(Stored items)
+ + +

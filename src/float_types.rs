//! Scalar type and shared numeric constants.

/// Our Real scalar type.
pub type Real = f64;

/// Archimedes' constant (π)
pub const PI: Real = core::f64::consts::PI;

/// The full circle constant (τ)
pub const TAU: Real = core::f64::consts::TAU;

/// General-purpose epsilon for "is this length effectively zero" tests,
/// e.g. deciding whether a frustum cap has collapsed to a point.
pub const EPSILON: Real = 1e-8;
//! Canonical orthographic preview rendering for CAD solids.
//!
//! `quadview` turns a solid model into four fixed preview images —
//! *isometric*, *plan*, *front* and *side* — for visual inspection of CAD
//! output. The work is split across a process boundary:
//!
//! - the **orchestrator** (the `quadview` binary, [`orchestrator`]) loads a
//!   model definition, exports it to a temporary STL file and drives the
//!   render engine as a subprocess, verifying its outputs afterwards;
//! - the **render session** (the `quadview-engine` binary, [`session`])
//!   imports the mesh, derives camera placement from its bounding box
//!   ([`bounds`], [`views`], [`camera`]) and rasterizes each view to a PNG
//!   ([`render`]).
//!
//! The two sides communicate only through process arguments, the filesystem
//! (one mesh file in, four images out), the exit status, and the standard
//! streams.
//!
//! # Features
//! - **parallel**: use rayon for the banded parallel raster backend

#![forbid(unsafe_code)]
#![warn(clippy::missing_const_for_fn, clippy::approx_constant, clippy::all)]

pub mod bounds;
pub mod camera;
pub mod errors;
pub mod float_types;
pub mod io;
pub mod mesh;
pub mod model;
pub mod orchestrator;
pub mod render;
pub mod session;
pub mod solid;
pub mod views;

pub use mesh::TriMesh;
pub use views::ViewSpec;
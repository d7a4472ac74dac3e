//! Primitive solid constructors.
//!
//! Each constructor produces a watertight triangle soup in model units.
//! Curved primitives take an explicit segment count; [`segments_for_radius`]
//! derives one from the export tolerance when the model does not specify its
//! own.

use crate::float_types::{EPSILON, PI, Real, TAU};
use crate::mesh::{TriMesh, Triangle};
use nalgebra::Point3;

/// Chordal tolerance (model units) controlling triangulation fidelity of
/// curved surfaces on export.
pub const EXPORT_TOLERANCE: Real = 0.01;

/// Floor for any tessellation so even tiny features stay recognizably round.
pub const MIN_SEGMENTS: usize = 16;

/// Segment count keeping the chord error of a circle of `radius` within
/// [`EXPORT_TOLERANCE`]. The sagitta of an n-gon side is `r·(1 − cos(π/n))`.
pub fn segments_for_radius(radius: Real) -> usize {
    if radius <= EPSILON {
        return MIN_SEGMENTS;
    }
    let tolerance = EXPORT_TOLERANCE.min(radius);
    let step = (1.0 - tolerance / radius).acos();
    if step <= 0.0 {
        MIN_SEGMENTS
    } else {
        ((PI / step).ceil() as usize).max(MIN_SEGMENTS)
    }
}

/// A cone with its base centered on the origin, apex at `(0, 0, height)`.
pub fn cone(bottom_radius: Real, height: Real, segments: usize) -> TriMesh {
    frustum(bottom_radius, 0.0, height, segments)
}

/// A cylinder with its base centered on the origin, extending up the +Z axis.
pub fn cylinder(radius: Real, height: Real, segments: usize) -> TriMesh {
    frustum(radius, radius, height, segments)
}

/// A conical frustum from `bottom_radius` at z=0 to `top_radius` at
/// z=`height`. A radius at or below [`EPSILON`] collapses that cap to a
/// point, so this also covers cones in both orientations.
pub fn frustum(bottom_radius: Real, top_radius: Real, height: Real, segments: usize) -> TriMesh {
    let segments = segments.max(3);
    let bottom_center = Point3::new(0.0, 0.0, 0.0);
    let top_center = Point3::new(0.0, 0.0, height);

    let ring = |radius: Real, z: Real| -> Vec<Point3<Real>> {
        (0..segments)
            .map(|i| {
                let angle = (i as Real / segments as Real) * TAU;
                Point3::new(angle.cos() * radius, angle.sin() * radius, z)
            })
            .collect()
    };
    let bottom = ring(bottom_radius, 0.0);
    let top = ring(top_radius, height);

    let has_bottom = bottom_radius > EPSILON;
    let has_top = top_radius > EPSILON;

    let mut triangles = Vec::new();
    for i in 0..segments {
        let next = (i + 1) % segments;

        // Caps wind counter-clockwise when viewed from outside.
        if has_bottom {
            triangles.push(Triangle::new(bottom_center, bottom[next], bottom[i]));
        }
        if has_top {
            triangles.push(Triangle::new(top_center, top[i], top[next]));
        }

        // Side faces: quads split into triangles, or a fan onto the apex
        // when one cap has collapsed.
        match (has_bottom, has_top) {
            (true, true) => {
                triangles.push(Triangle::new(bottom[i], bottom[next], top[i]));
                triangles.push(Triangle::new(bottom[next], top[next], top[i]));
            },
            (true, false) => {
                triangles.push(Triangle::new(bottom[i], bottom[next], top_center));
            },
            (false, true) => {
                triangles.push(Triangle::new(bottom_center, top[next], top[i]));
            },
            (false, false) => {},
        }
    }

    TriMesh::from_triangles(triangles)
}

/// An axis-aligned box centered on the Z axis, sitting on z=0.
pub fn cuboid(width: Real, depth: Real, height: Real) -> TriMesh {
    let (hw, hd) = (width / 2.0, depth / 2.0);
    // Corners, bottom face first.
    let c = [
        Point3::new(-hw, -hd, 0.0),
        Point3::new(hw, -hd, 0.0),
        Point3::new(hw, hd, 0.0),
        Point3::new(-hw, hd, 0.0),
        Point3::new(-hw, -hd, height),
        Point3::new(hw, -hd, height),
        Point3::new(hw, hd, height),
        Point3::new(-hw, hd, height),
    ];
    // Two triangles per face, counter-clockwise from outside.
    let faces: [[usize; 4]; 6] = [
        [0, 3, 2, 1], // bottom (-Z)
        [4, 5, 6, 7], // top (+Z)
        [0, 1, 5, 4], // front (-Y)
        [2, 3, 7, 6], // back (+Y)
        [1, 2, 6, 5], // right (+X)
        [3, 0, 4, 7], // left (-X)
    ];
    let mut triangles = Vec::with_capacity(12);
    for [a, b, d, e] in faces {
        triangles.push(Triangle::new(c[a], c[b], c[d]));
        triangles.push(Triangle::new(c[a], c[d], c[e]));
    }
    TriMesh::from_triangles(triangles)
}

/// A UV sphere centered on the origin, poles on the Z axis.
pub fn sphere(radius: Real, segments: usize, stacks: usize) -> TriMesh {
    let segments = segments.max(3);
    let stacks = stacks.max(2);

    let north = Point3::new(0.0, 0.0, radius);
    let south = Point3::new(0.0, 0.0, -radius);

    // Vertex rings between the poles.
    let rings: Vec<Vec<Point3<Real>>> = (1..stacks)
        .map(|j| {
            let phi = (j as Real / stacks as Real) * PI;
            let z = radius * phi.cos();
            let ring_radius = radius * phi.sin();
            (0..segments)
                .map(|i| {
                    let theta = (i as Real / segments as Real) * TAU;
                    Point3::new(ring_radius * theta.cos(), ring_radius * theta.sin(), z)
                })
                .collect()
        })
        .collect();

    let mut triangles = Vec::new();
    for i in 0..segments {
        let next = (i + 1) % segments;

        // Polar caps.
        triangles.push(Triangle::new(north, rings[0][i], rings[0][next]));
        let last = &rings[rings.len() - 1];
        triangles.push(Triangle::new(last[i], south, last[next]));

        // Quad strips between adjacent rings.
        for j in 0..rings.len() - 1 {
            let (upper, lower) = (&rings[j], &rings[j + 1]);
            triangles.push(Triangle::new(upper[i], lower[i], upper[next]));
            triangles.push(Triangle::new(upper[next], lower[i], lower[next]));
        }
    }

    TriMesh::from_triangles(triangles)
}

+ + +

Every record, from the first to the last, should be transcribed exactly.

filename src/float_types.rs
//! Scalar type and shared numeric constants.

/// Our Real scalar type.
pub type Real = f64;

/// Archimedes' constant (π)
pub const PI: Real = core::f64::consts::PI;

/// The full circle constant (τ)
pub const TAU: Real = core::f64::consts::TAU;

/// General-purpose epsilon for "is this length effectively zero" tests,
/// e.g. deciding whether a frustum cap has collapsed to a point.
pub const EPSILON: Real = 1e-8;
//! Canonical orthographic preview rendering for CAD solids.
//!
//! `quadview` turns a solid model into four fixed preview images —
//! *isometric*, *plan*, *front* and *side* — for visual inspection of CAD
//! output. The work is split across a process boundary:
//!
//! - the **orchestrator** (the `quadview` binary, [`orchestrator`]) loads a
//!   model definition, exports it to a temporary STL file and drives the
//!   render engine as a subprocess, verifying its outputs afterwards;
//! - the **render session** (the `quadview-engine` binary, [`session`])
//!   imports the mesh, derives camera placement from its bounding box
//!   ([`bounds`], [`views`], [`camera`]) and rasterizes each view to a PNG
//!   ([`render`]).
//!
//! The two sides communicate only through process arguments, the filesystem
//! (one mesh file in, four images out), the exit status, and the standard
//! streams.
//!
//! # Features
//! - **parallel**: use rayon for the banded parallel raster backend

#![forbid(unsafe_code)]
#![warn(clippy::missing_const_for_fn, clippy::approx_constant, clippy::all)]

pub mod bounds;
pub mod camera;
pub mod errors;
pub mod float_types;
pub mod io;
pub mod mesh;
pub mod model;
pub mod orchestrator;
pub mod render;
pub mod session;
pub mod solid;
pub mod views;

pub use mesh::TriMesh;
pub use views::ViewSpec;
repository d7a4472ac74dac3e
//! Primitive solid constructors.
//!
//! Each constructor produces a watertight triangle soup in model units.
//! Curved primitives take an explicit segment count; [`segments_for_radius`]
//! derives one from the export tolerance when the model does not specify its
//! own.

use crate::float_types::{EPSILON, PI, Real, TAU};
use crate::mesh::{TriMesh, Triangle};
use nalgebra::Point3;

/// Chordal tolerance (model units) controlling triangulation fidelity of
/// curved surfaces on export.
pub const EXPORT_TOLERANCE: Real = 0.01;

/// Floor for any tessellation so even tiny features stay recognizably round.
pub const MIN_SEGMENTS: usize = 16;

/// Segment count keeping the chord error of a circle of `radius` within
/// [`EXPORT_TOLERANCE`]. The sagitta of an n-gon side is `r·(1 − cos(π/n))`.
pub fn segments_for_radius(radius: Real) -> usize {
    if radius <= EPSILON {
        return MIN_SEGMENTS;
    }
    let tolerance = EXPORT_TOLERANCE.min(radius);
    let step = (1.0 - tolerance / radius).acos();
    if step <= 0.0 {
        MIN_SEGMENTS
    } else {
        ((PI / step).ceil() as usize).max(MIN_SEGMENTS)
    }
}

/// A cone with its base centered on the origin, apex at `(0, 0, height)`.
pub fn cone(bottom_radius: Real, height: Real, segments: usize) -> TriMesh {
    frustum(bottom_radius, 0.0, height, segments)
}

/// A cylinder with its base centered on the origin, extending up the +Z axis.
pub fn cylinder(radius: Real, height: Real, segments: usize) -> TriMesh {
    frustum(radius, radius, height, segments)
}

/// A conical frustum from `bottom_radius` at z=0 to `top_radius` at
/// z=`height`. A radius at or below [`EPSILON`] collapses that cap to a
/// point, so this also covers cones in both orientations.
pub fn frustum(bottom_radius: Real, top_radius: Real, height: Real, segments: usize) -> TriMesh {
    let segments = segments.max(3);
    let bottom_center = Point3::new(0.0, 0.0, 0.0);
    let top_center = Point3::new(0.0, 0.0, height);

    let ring = |radius: Real, z: Real| -> Vec<Point3<Real>> {
        (0..segments)
            .map(|i| {
                let angle = (i as Real / segments as Real) * TAU;
                Point3::new(angle.cos() * radius, angle.sin() * radius, z)
            })
            .collect()
    };
    let bottom = ring(bottom_radius, 0.0);
    let top = ring(top_radius, height);

    let has_bottom = bottom_radius > EPSILON;
    let has_top = top_radius > EPSILON;

    let mut triangles = Vec::new();
    for i in 0..segments {
        let next = (i + 1) % segments;

        // Caps wind counter-clockwise when viewed from outside.
        if has_bottom {
            triangles.push(Triangle::new(bottom_center, bottom[next], bottom[i]));
        }
        if has_top {
            triangles.push(Triangle::new(top_center, top[i], top[next]));
        }

        // Side faces: quads split into triangles, or a fan onto the apex
        // when one cap has collapsed.
        match (has_bottom, has_top) {
            (true, true) => {
                triangles.push(Triangle::new(bottom[i], bottom[next], top[i]));
                triangles.push(Triangle::new(bottom[next], top[next], top[i]));
            },
            (true, false) => {
                triangles.push(Triangle::new(bottom[i], bottom[next], top_center));
            },
            (false, true) => {
                triangles.push(Triangle::new(bottom_center, top[next], top[i]));
            },
            (false, false) => {},
        }
    }

    TriMesh::from_triangles(triangles)
}

/// An axis-aligned box centered on the Z axis, sitting on z=0.
pub fn cuboid(width: Real, depth: Real, height: Real) -> TriMesh {
    let (hw, hd) = (width / 2.0, depth / 2.0);
    // Corners, bottom face first.
    let c = [
        Point3::new(-hw, -hd, 0.0),
        Point3::new(hw, -hd, 0.0),
        Point3::new(hw, hd, 0.0),
        Point3::new(-hw, hd, 0.0),
        Point3::new(-hw, -hd, height),
        Point3::new(hw, -hd, height),
        Point3::new(hw, hd, height),
        Point3::new(-hw, hd, height),
    ];
    // Two triangles per face, counter-clockwise from outside.
    let faces: [[usize; 4]; 6] = [
        [0, 3, 2, 1], // bottom (-Z)
        [4, 5, 6, 7], // top (+Z)
        [0, 1, 5, 4], // front (-Y)
        [2, 3, 7, 6], // back (+Y)
        [1, 2, 6, 5], // right (+X)
        [3, 0, 4, 7], // left (-X)
    ];
    let mut triangles = Vec::with_capacity(12);
    for [a, b, d, e] in faces {
        triangles.push(Triangle::new(c[a], c[b], c[d]));
        triangles.push(Triangle::new(c[a], c[d], c[e]));
    }
    TriMesh::from_triangles(triangles)
}

/// A UV sphere centered on the origin, poles on the Z axis.
pub fn sphere(radius: Real, segments: usize, stacks: usize) -> TriMesh {
    let segments = segments.max(3);
    let stacks = stacks.max(2);

    let north = Point3::new(0.0, 0.0, radius);
    let south = Point3::new(0.0, 0.0, -radius);

    // Vertex rings between the poles.
    let rings: Vec<Vec<Point3<Real>>> = (1..stacks)
        .map(|j| {
            let phi = (j as Real / stacks as Real) * PI;
            let z = radius * phi.cos();
            let ring_radius = radius * phi.sin();
            (0..segments)
                .map(|i| {
                    let theta = (i as Real / segments as Real) * TAU;
                    Point3::new(ring_radius * theta.cos(), ring_radius * theta.sin(), z)
                })
                .collect()
        })
        .collect();

    let mut triangles = Vec::new();
    for i in 0..segments {
        let next = (i + 1) % segments;

        // Polar caps.
        triangles.push(Triangle::new(north, rings[0][i], rings[0][next]));
        let last = &rings[rings.len() - 1];
        triangles.push(Triangle::new(last[i], south, last[next]));

        // Quad strips between adjacent rings.
        for j in 0..rings.len() - 1 {
            let (upper, lower) = (&rings[j], &rings[j + 1]);
            triangles.push(Triangle::new(upper[i], lower[i], upper[next]));
            triangles.push(Triangle::new(upper[next], lower[i], lower[next]));
        }
    }

    TriMesh::from_triangles(triangles)
}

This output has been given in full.